O Hospital das Clínicas é uma das referências para o atendimento a pacientes de Covid-19. Quais as ações implementadas para o combate à pandemia?
CC - O Instituto Central do Hospital das Clínicas foi destinado ao tratamento de pacientes de Covid-19. Recebeu progressivamente 700 novos leitos, sendo 300 de terapia intensiva. Antes da pandemia, o instituto operava com 84 leitos de UTI. Novos funcionários e voluntários foram capacitados para atuarem no atendimento.

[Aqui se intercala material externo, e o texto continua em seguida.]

use async_trait::async_trait;
use chrono::Utc;
use sqlx::Row;

use ticketrelay_core::domain::ticket::{Ticket, TicketFields, TicketId};
use ticketrelay_core::ports::{StoreError, TicketStore};

use super::RepositoryError;
use crate::DbPool;

pub struct SqlTicketStore {
    pool: DbPool,
}

impl SqlTicketStore {
    pub fn new(pool: DbPool) -> Self {
        Self { pool }
    }

    pub async fn find_by_id(&self, id: &TicketId) -> Result<Option<Ticket>, RepositoryError> {
        let row = sqlx::query(
            "SELECT id, link, title, description, requester, status, agent, priority
             FROM ticket WHERE id = ?",
        )
        .bind(id.as_str())
        .fetch_optional(&self.pool)
        .await?;

        row.as_ref().map(row_to_ticket).transpose()
    }

    /// Upserts the full record. `created_at` survives an overwrite.
    pub async fn save(&self, ticket: &Ticket) -> Result<(), RepositoryError> {
        let now = Utc::now().to_rfc3339();

        sqlx::query(
            "INSERT INTO ticket (id, link, title, description, requester, status, agent,
                                 priority, created_at, updated_at)
             VALUES (?, ?, ?, ?, ?, ?, ?, ?, ?, ?)
             ON CONFLICT(id) DO UPDATE SET
                 link = excluded.link,
                 title = excluded.title,
                 description = excluded.description,
                 requester = excluded.requester,
                 status = excluded.status,
                 agent = excluded.agent,
                 priority = excluded.priority,
                 updated_at = excluded.updated_at",
        )
        .bind(ticket.id.as_str())
        .bind(&ticket.link)
        .bind(&ticket.title)
        .bind(&ticket.description)
        .bind(&ticket.fields.requester)
        .bind(&ticket.fields.status)
        .bind(&ticket.fields.agent)
        .bind(&ticket.fields.priority)
        .bind(&now)
        .bind(&now)
        .execute(&self.pool)
        .await?;

        Ok(())
    }
}

fn row_to_ticket(row: &sqlx::sqlite::SqliteRow) -> Result<Ticket, RepositoryError> {
    let text = |column: &str| -> Result<String, RepositoryError> {
        row.try_get::<String, _>(column).map_err(|e| RepositoryError::Decode(e.to_string()))
    };

    Ok(Ticket {
        id: TicketId(text("id")?),
        link: text("link")?,
        title: text("title")?,
        description: text("description")?,
        fields: TicketFields {
            requester: text("requester")?,
            status: text("status")?,
            agent: text("agent")?,
            priority: text("priority")?,
        },
    })
}

#[async_trait]
impl TicketStore for SqlTicketStore {
    async fn get(&self, id: &TicketId) -> Result<Option<Ticket>, StoreError> {
        Ok(self.find_by_id(id).await?)
    }

    async fn put(&self, ticket: &Ticket) -> Result<(), StoreError> {
        Ok(self.save(ticket).await?)
    }
}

O HC gerou um protocolo de atendimento; foram discutidas as evidências dos melhores tipos de tratamentos para serem implantados no sistema. Os residentes foram treinados para atendimento dos pacientes com insuficiência respiratória grave nos leitos Covid-19. Na parte de pesquisa, há o desenvolvimento de técnicas de ventilação com novos instrumentos . O capacete, quando adaptado ao respirador artificial, auxilia no tratamento de pacientes com Covid-19 internados na UTI.
Por que os capacetes ainda não estão em uso?
CC - Falta parte de regulação, uma na Anvisa e alguns testes clínicos para corrigir pequenas falhas. A ventilação não invasiva poderá ser útil para a maior parte dos doentes graves.
Quantas unidades serão destinadas ao HC?
CC - Dependerá do acordo com cada empresa [são três]. Deve ser disponibilizada cerca de uma dezena para os testes. Também tem a telemedicina. Mais de 1.800 atendimentos foram feitos em pouco mais de 90 dias.